March 4, 2021 § 1 Comment

It isn’t the first time a book has dropped into our lap at precisely the right moment. It isn’t the first time reading aloud has wrapped our family in a cozy cocoon against freezing rain and sibling bickering and the maddening sameness of pandemic life. But last month, when the walls were closing in—as I’m sure they would have been even if we weren’t still in temporary housing awaiting the end to our renovation—I felt blessed beyond measure to have stumbled upon Kate Albus’ debut novel, A Place to Hang the Moon (Ages 8-12), with its atmospheric writing, squeezable characters, and old-fashioned charm. It was every bit the salve we needed—and reminiscent of past favorites, like this, this and this.
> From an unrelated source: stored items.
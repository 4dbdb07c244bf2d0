//! Configuration data structures for the cachefront gateway.
//!
//! This module defines the schema for the application settings, including
//! server parameters, the upstream origin, cache tier versioning and the
//! static manifest populated at install time.

use serde::{Deserialize, Serialize};

/// The root configuration object for the application.
#[derive(Debug, Clone, Serialize, Deserialize, Default)]
pub struct AppConfig {
    /// HTTP server settings (host, port, workers).
    #[serde(default)]
    pub server: ServerConfig,

    /// Upstream origin settings.
    #[serde(default)]
    pub upstream: UpstreamConfig,

    /// Cache tier and manifest settings.
    #[serde(default)]
    pub cache: CacheConfig,

    /// Background sync endpoints.
    #[serde(default)]
    pub sync: SyncConfig,

    /// Push notification payload defaults.
    #[serde(default)]
    pub notify: NotifyConfig,

    /// Logging and observability settings.
    #[serde(default)]
    pub logging: LoggingConfig,
}

/// Settings for the built-in HTTP server.
#[derive(Debug, Clone, Serialize, Deserialize)]
pub struct ServerConfig {
    /// The IP address or hostname the server should bind to.
    /// Default: `127.0.0.1`
    #[serde(default = "default_host")]
    pub host: String,

    /// The port number the server should listen on.
    /// Default: `8080`
    #[serde(default = "default_port")]
    pub port: u16,

    /// Number of worker threads for the Axum server.
    /// Default: Number of logical CPU cores.
    #[serde(default = "default_workers")]
    pub workers: usize,
}

/// Settings for the origin the gateway fronts.
#[derive(Debug, Clone, Serialize, Deserialize)]
pub struct UpstreamConfig {
    /// Base URL of the static site origin, scheme and authority only.
    /// Default: `http://127.0.0.1:8000`
    #[serde(default = "default_origin")]
    pub origin: String,

    /// Request timeout in seconds.
    /// Default: `30`
    #[serde(default = "default_timeout")]
    pub timeout_seconds: u64,

    /// Maximum attempts per manifest entry during install.
    /// Default: `3`
    #[serde(default = "default_max_attempts")]
    pub max_attempts: u32,
}

/// Settings for the two-tier cache store.
#[derive(Debug, Clone, Serialize, Deserialize)]
pub struct CacheConfig {
    /// Version string embedded in every tier name. Bumping it orphans the
    /// old tiers, which are removed at activation.
    /// Default: `1.0.0`
    #[serde(default = "default_version")]
    pub version: String,

    /// Directory holding the tier directories.
    /// Default: `~/.cachefront/store`
    #[serde(default = "default_store_dir")]
    pub store_dir: String,

    /// Ordered list of paths populated into the static tier at install time.
    #[serde(default = "default_static_manifest")]
    pub static_manifest: Vec<String>,

    /// URL or path prefixes cached on demand into the dynamic tier.
    #[serde(default = "default_dynamic_prefixes")]
    pub dynamic_prefixes: Vec<String>,

    /// Path of the offline fallback page, served when a navigation
    /// request fails with no connectivity. Must be in the manifest.
    /// Default: `/offline.html`
    #[serde(default = "default_offline_path")]
    pub offline_path: String,
}

impl CacheConfig {
    /// Name of the current static tier.
    pub fn static_tier(&self) -> String {
        format!("static-v{}", self.version)
    }

    /// Name of the current dynamic tier.
    pub fn dynamic_tier(&self) -> String {
        format!("dynamic-v{}", self.version)
    }

    /// Version string reported over the message channel.
    pub fn gateway_version(&self) -> String {
        format!("portfolio-v{}", self.version)
    }
}

/// Endpoints used by the background sync paths.
#[derive(Debug, Clone, Serialize, Deserialize)]
pub struct SyncConfig {
    /// Fixed key under which a deferred form submission is persisted.
    /// Default: `/form-data`
    #[serde(default = "default_form_data_path")]
    pub form_data_path: String,

    /// Origin endpoint that receives the replayed form submission.
    /// Default: `/api/contact`
    #[serde(default = "default_contact_endpoint")]
    pub contact_endpoint: String,

    /// Origin endpoint polled by the periodic content sync.
    /// Default: `/api/updates`
    #[serde(default = "default_updates_endpoint")]
    pub updates_endpoint: String,
}

/// Defaults for the push notification payload.
#[derive(Debug, Clone, Serialize, Deserialize)]
pub struct NotifyConfig {
    /// Notification title.
    #[serde(default = "default_notify_title")]
    pub title: String,

    /// Body text used when the push message carries no payload.
    #[serde(default = "default_notify_body")]
    pub default_body: String,

    /// Icon path.
    /// Default: `/images/icon-192x192.png`
    #[serde(default = "default_notify_icon")]
    pub icon: String,

    /// Badge path, also used as the action icon.
    /// Default: `/images/icon-72x72.png`
    #[serde(default = "default_notify_badge")]
    pub badge: String,

    /// URL opened when the notification is clicked.
    /// Default: `/`
    #[serde(default = "default_notify_target")]
    pub target_url: String,

    /// Title of the `open` action.
    #[serde(default = "default_open_title")]
    pub open_title: String,

    /// Title of the `close` action.
    #[serde(default = "default_close_title")]
    pub close_title: String,
}

/// Settings for application logging and output format.
#[derive(Debug, Clone, Serialize, Deserialize)]
pub struct LoggingConfig {
    /// Minimum log level (`trace`, `debug`, `info`, `warn`, `error`).
    /// Default: `info`
    #[serde(default = "default_log_level")]
    pub level: String,

    /// Output format for logs (`pretty`, `json`, `compact`).
    /// Default: `pretty`
    #[serde(default = "default_log_format")]
    pub format: String,
}

// Default trait implementations linking to custom logic

impl Default for ServerConfig {
    fn default() -> Self {
        Self {
            host: default_host(),
            port: default_port(),
            workers: default_workers(),
        }
    }
}

impl Default for UpstreamConfig {
    fn default() -> Self {
        Self {
            origin: default_origin(),
            timeout_seconds: default_timeout(),
            max_attempts: default_max_attempts(),
        }
    }
}

impl Default for CacheConfig {
    fn default() -> Self {
        Self {
            version: default_version(),
            store_dir: default_store_dir(),
            static_manifest: default_static_manifest(),
            dynamic_prefixes: default_dynamic_prefixes(),
            offline_path: default_offline_path(),
        }
    }
}

impl Default for SyncConfig {
    fn default() -> Self {
        Self {
            form_data_path: default_form_data_path(),
            contact_endpoint: default_contact_endpoint(),
            updates_endpoint: default_updates_endpoint(),
        }
    }
}

impl Default for NotifyConfig {
    fn default() -> Self {
        Self {
            title: default_notify_title(),
            default_body: default_notify_body(),
            icon: default_notify_icon(),
            badge: default_notify_badge(),
            target_url: default_notify_target(),
            open_title: default_open_title(),
            close_title: default_close_title(),
        }
    }
}

impl Default for LoggingConfig {
    fn default() -> Self {
        Self {
            level: default_log_level(),
            format: default_log_format(),
        }
    }
}

// Helper functions for serde defaults and shared constants
fn default_host() -> String {
    "127.0.0.1".to_string()
}

fn default_port() -> u16 {
    8080
}

fn default_workers() -> usize {
    num_cpus::get()
}

fn default_origin() -> String {
    "http://127.0.0.1:8000".to_string()
}

fn default_timeout() -> u64 {
    30
}

fn default_max_attempts() -> u32 {
    3
}

fn default_version() -> String {
    "1.0.0".to_string()
}

fn default_store_dir() -> String {
    dirs::home_dir()
        .unwrap_or_else(|| std::path::PathBuf::from("."))
        .join(".cachefront")
        .join("store")
        .to_string_lossy()
        .to_string()
}

fn default_static_manifest() -> Vec<String> {
    [
        "/",
        "/index.html",
        "/style_enhanced.min.css",
        "/main_enhanced.min.js",
        "/manifest.json",
        "/images/optimized/profile.webp",
        "/images/optimized/f2.webp",
        "/images/optimized/j3.webp",
        "/images/optimized/lastproject8.webp",
        "/images/optimized/lastproject9.webp",
        "/offline.html",
    ]
    .into_iter()
    .map(String::from)
    .collect()
}

fn default_dynamic_prefixes() -> Vec<String> {
    [
        "/images/",
        "/fonts/",
        "https://fonts.googleapis.com/",
        "https://fonts.gstatic.com/",
        "https://cdnjs.cloudflare.com/",
    ]
    .into_iter()
    .map(String::from)
    .collect()
}

fn default_offline_path() -> String {
    "/offline.html".to_string()
}

fn default_form_data_path() -> String {
    "/form-data".to_string()
}

fn default_contact_endpoint() -> String {
    "/api/contact".to_string()
}

fn default_updates_endpoint() -> String {
    "/api/updates".to_string()
}

fn default_notify_title() -> String {
    "موقع فراس محمد".to_string()
}

fn default_notify_body() -> String {
    "رسالة جديدة من موقع فراس محمد".to_string()
}

fn default_notify_icon() -> String {
    "/images/icon-192x192.png".to_string()
}

fn default_notify_badge() -> String {
    "/images/icon-72x72.png".to_string()
}

fn default_notify_target() -> String {
    "/".to_string()
}

fn default_open_title() -> String {
    "فتح الموقع".to_string()
}

fn default_close_title() -> String {
    "إغلاق".to_string()
}

fn default_log_level() -> String {
    "info".to_string()
}

fn default_log_format() -> String {
    "pretty".to_string()
}

#[cfg(test)]
mod tests {
    use super::*;

    #[test]
    fn test_tier_names_share_one_version() {
        let config = CacheConfig::default();
        assert_eq!(config.static_tier(), "static-v1.0.0");
        assert_eq!(config.dynamic_tier(), "dynamic-v1.0.0");
        assert_eq!(config.gateway_version(), "portfolio-v1.0.0");

        let bumped = CacheConfig {
            version: "2.1.0".to_string(),
            ..CacheConfig::default()
        };
        assert_eq!(bumped.static_tier(), "static-v2.1.0");
        assert_eq!(bumped.dynamic_tier(), "dynamic-v2.1.0");
    }

    #[test]
    fn test_manifest_includes_offline_page() {
        let config = CacheConfig::default();
        assert!(config.static_manifest.contains(&config.offline_path));
        assert_eq!(config.static_manifest.first().map(String::as_str), Some("/"));
    }
}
A Place to Hang the Moon checked every box. We needed escape, and the book is historical fiction, set in England during World War II. Misery loves company, but we needed characters with problems different from our own (and worse, if I’m being honest), and the timeworn plot of down-on-their-luck orphans searching for someone to love them never disappoints. But we also needed comfort. We needed lifting up. We needed the kind of story that makes you believe a steaming mug of hot cocoa and a gentle hand on the shoulder is all one needs to carry on.

That A Place to Hang the Moon is also a kind of fairy tale about the power of stories, with a librarian standing in for the knight in shining armor, was icing on the cake.